CP: <calling back> First, there was no quantity. Second, your message said he takes 2 tabs twice a day. The Rx# you gave me was for his last refill last month which had him taking 1 tablet twice a day.
OCI: Okay?
CP: Sorry. I felt the question was implied and I needn't've actually asked it. I was hoping you could infer from the factual statements that something was amiss.
COI: Hold on.
CP: <patiently singing It's the End of the World by R.E.M in my head>
COI: It's once a day.
CP: And how did we arrive at that in the 7 minutes I was on hold?

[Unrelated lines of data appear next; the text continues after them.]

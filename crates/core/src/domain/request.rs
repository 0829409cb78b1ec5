use std::collections::BTreeMap;

use chrono::{DateTime, Datelike, Utc};
use rand::Rng;
use serde::{Deserialize, Serialize};

use crate::domain::schema::FieldValue;

/// Field key to collected value. Grows monotonically over one conversation
/// and never loses a previously collected key.
pub type CollectedRecord = BTreeMap<String, FieldValue>;

#[derive(Clone, Copy, Debug, PartialEq, Eq, Serialize, Deserialize)]
#[serde(rename_all = "snake_case")]
pub enum RequestStatus {
    Pending,
    InReview,
    Approved,
    Rejected,
}

impl RequestStatus {
    pub fn label(self) -> &'static str {
        match self {
            RequestStatus::Pending => "대기중",
            RequestStatus::InReview => "승인중",
            RequestStatus::Approved => "승인완료",
            RequestStatus::Rejected => "반려",
        }
    }
}

/// The finalized record produced by a completed conversation.
#[derive(Clone, Debug, PartialEq, Serialize, Deserialize)]
pub struct Request {
    pub id: String,
    /// Schema id of the category the request was collected under.
    pub category: String,
    pub title: String,
    pub status: RequestStatus,
    pub requester: String,
    pub department: String,
    pub created_at: DateTime<Utc>,
    pub amount: i64,
    pub fields: CollectedRecord,
}

impl Request {
    /// Whether the briefing pipeline may synthesize an approval task for this
    /// record.
    pub fn is_approval_eligible(&self) -> bool {
        matches!(self.status, RequestStatus::Pending)
    }
}

/// Request ids follow the `PR-<year>-<nnn>` convention of the upstream
/// procurement system.
pub fn new_request_id() -> String {
    let number = rand::thread_rng().gen_range(100..1000);
    format!("PR-{}-{number}", Utc::now().year())
}

#[cfg(test)]
mod tests {
    use super::{new_request_id, Request, RequestStatus};
    use chrono::Utc;
    use std::collections::BTreeMap;

    fn request(status: RequestStatus) -> Request {
        Request {
            id: "PR-2025-101".to_string(),
            category: "general".to_string(),
            title: "A4용지 구매".to_string(),
            status,
            requester: "김관리자".to_string(),
            department: "경영지원팀".to_string(),
            created_at: Utc::now(),
            amount: 50_000,
            fields: BTreeMap::new(),
        }
    }

    #[test]
    fn only_pending_requests_are_approval_eligible() {
        assert!(request(RequestStatus::Pending).is_approval_eligible());
        assert!(!request(RequestStatus::InReview).is_approval_eligible());
        assert!(!request(RequestStatus::Approved).is_approval_eligible());
        assert!(!request(RequestStatus::Rejected).is_approval_eligible());
    }

    #[test]
    fn request_ids_use_the_pr_convention() {
        let id = new_request_id();
        let mut parts = id.split('-');
        assert_eq!(parts.next(), Some("PR"));
        let year: i32 = parts.next().expect("year segment").parse().expect("numeric year");
        assert!(year >= 2025);
        let number: u32 = parts.next().expect("number segment").parse().expect("numeric id");
        assert!((100..1000).contains(&number));
    }
}
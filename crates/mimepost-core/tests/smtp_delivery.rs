//! End-to-end delivery through the SMTP transport.
//!
//! A scripted SMTP server on a loopback socket records the envelope and the
//! DATA payload so the whole dispatch path can be checked without a real
//! mail server.

#![allow(clippy::unwrap_used)]

use std::collections::HashMap;
use std::io;
use std::path::{Path, PathBuf};
use std::time::Duration;

use base64::Engine;
use base64::engine::general_purpose::STANDARD;
use tokio::io::{AsyncBufReadExt, AsyncWriteExt, BufReader};
use tokio::net::TcpListener;
use tokio::task::JoinHandle;

use mimepost_core::{
    AttachmentSource, Dispatcher, ErrorKind, OutgoingEmail, Security, SenderConfig, SmtpTransport,
};
use mimepost_mime::Message;

/// What the scripted server saw during one session.
#[derive(Debug, Default)]
struct Session {
    auth: Option<String>,
    mail_from: Option<String>,
    recipients: Vec<String>,
    data: Vec<u8>,
}

/// Accepts one connection and answers every RCPT with `rcpt_reply`.
async fn scripted_server(rcpt_reply: &'static str) -> (u16, JoinHandle<Session>) {
    let listener = TcpListener::bind("127.0.0.1:0").await.unwrap();
    let port = listener.local_addr().unwrap().port();

    let handle = tokio::spawn(async move {
        let (stream, _) = listener.accept().await.unwrap();
        let (read, mut write) = stream.into_split();
        let mut reader = BufReader::new(read);
        let mut session = Session::default();

        write.write_all(b"220 mock ESMTP ready\r\n").await.unwrap();

        let mut line = String::new();
        loop {
            line.clear();
            if reader.read_line(&mut line).await.unwrap_or(0) == 0 {
                break;
            }
            let command = line.trim_end();
            let upper = command.to_ascii_uppercase();

            let reply: &str = if upper.starts_with("EHLO") {
                "250-mock\r\n250 AUTH PLAIN\r\n"
            } else if upper.starts_with("HELO") || upper == "RSET" || upper == "NOOP" {
                "250 OK\r\n"
            } else if upper.starts_with("AUTH PLAIN") {
                session.auth = command.get("AUTH PLAIN ".len()..).map(ToString::to_string);
                "235 2.7.0 Authentication successful\r\n"
            } else if upper.starts_with("MAIL FROM:") {
                session.mail_from = angle_address(command);
                "250 OK\r\n"
            } else if upper.starts_with("RCPT TO:") {
                session.recipients.extend(angle_address(command));
                rcpt_reply
            } else if upper == "DATA" {
                write.write_all(b"354 End data with <CR><LF>.<CR><LF>\r\n").await.unwrap();
                session.data = read_data(&mut reader).await;
                "250 2.0.0 Queued\r\n"
            } else if upper == "QUIT" {
                write.write_all(b"221 Bye\r\n").await.unwrap();
                break;
            } else {
                "502 Command not implemented\r\n"
            };
            write.write_all(reply.as_bytes()).await.unwrap();
        }

        session
    });

    (port, handle)
}

fn angle_address(command: &str) -> Option<String> {
    let start = command.find('<')? + 1;
    let end = command[start..].find('>')? + start;
    Some(command[start..end].to_string())
}

/// Reads a DATA payload up to the lone dot, undoing dot-stuffing.
async fn read_data<R: AsyncBufReadExt + Unpin>(reader: &mut R) -> Vec<u8> {
    let mut data = Vec::new();
    let mut line = String::new();
    loop {
        line.clear();
        if reader.read_line(&mut line).await.unwrap_or(0) == 0 || line == ".\r\n" {
            break;
        }
        let unstuffed = line.strip_prefix('.').unwrap_or(&line);
        data.extend_from_slice(unstuffed.as_bytes());
    }
    data
}

struct MemorySource(HashMap<PathBuf, Vec<u8>>);

impl AttachmentSource for MemorySource {
    fn read(&self, path: &Path) -> io::Result<Vec<u8>> {
        self.0
            .get(path)
            .cloned()
            .ok_or_else(|| io::Error::from(io::ErrorKind::NotFound))
    }
}

fn config(port: u16) -> SenderConfig {
    SenderConfig::new("noreply@example.com", "127.0.0.1")
        .with_security(Security::None)
        .with_port(port)
        .with_credential("s3cret")
        .with_display_name("Reports")
        .with_attachment_root("storage")
        .with_bcc("audit@example.com")
}

fn transport() -> SmtpTransport {
    SmtpTransport::new().with_timeout(Some(Duration::from_secs(10)))
}

#[tokio::test]
async fn delivers_message_with_bcc_in_envelope_only() {
    let (port, server) = scripted_server("250 OK\r\n").await;
    let source = MemorySource(HashMap::from([(
        PathBuf::from("storage/report.pdf"),
        b"%PDF-1.4 fake report".to_vec(),
    )]));
    let dispatcher = Dispatcher::new(config(port), transport())
        .unwrap()
        .with_attachment_source(source);

    let email = OutgoingEmail::new("Quarterly numbers")
        .to("alice@example.com")
        .to("bob@example.com")
        .text_body("Numbers attached.")
        .html_body("<p>Numbers attached.</p>")
        .attach("storage/report.pdf");
    dispatcher.send(&email).await.unwrap();

    let session = server.await.unwrap();
    assert_eq!(session.mail_from.as_deref(), Some("noreply@example.com"));
    assert_eq!(
        session.recipients,
        vec!["alice@example.com", "bob@example.com", "audit@example.com"]
    );

    let expected_auth = STANDARD.encode("\0noreply@example.com\0s3cret");
    assert_eq!(session.auth.as_deref(), Some(expected_auth.as_str()));

    let message = Message::parse(&session.data).unwrap();
    assert_eq!(message.to(), Some("alice@example.com, bob@example.com"));
    assert_eq!(
        message.decoded_subject().unwrap().as_deref(),
        Some("Quarterly numbers")
    );
    assert!(
        message
            .headers
            .iter()
            .all(|(name, value)| !name.eq_ignore_ascii_case("bcc")
                && !value.contains("audit@example.com"))
    );
    assert_eq!(message.text_part().unwrap().trim_end(), "Numbers attached.");

    let attachments = message.attachments().unwrap();
    assert_eq!(attachments.len(), 1);
    assert_eq!(attachments[0].filename().as_deref(), Some("report.pdf"));
    assert_eq!(attachments[0].decode_body().unwrap(), b"%PDF-1.4 fake report");
}

#[tokio::test]
async fn rejected_recipient_is_permanent() {
    let (port, server) = scripted_server("550 5.1.1 No such user\r\n").await;
    let dispatcher = Dispatcher::new(config(port), transport()).unwrap();

    let email = OutgoingEmail::new("Hi").to("ghost@example.com").text_body("hello");
    let err = dispatcher.send(&email).await.unwrap_err();

    assert_eq!(err.kind(), ErrorKind::Transport);
    assert!(!err.is_retryable());
    server.abort();
}

#[tokio::test]
async fn deferred_recipient_is_retryable() {
    let (port, server) = scripted_server("451 4.3.0 Try again later\r\n").await;
    let dispatcher = Dispatcher::new(config(port), transport()).unwrap();

    let email = OutgoingEmail::new("Hi").to("alice@example.com").text_body("hello");
    let err = dispatcher.send(&email).await.unwrap_err();

    assert_eq!(err.kind(), ErrorKind::Transport);
    assert!(err.is_retryable());
    server.abort();
}

#[tokio::test]
async fn build_failure_never_connects() {
    let listener = TcpListener::bind("127.0.0.1:0").await.unwrap();
    let port = listener.local_addr().unwrap().port();
    let dispatcher = Dispatcher::new(config(port), transport()).unwrap();

    let email = OutgoingEmail::new("Empty").to("alice@example.com");
    let err = dispatcher.send(&email).await.unwrap_err();
    assert_eq!(err.kind(), ErrorKind::EmptyBody);

    let accepted = tokio::time::timeout(Duration::from_millis(200), listener.accept()).await;
    assert!(accepted.is_err(), "dispatcher connected despite build failure");
}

COI: "Yeah, the wife had it wrong." <her exact quote>
CP: Sorry? You mean to tell me that the wife called in the refill to your office. She gave you what she THOUGHT were the correct directions and then you phoned them in that way?! Did you not think to actually look them up to compare them? Did you not verify the patient is actually, oh I don't know, still taking this drug? This dose? I guess I can randomly call in my refills to your office for whatever I want and just make up dosing because I know you're not checking it. That instills confidence in me. Unfortunately, this just reaffirms what I already thought about your office which is why I never refer anyone to you. Ever. What's worse is that you kept me on hold to call her back to double check with THE WIFE instead of pulling the chart. The chart which is located in your office. Fortunately for you, I did MY due diligence.

1 comment:

  1. Always shocking when this happens. I have had the completely wrong drug called over because the patient couldn't pronounce it correctly on the office's voicemail. He the hell is steering this ship?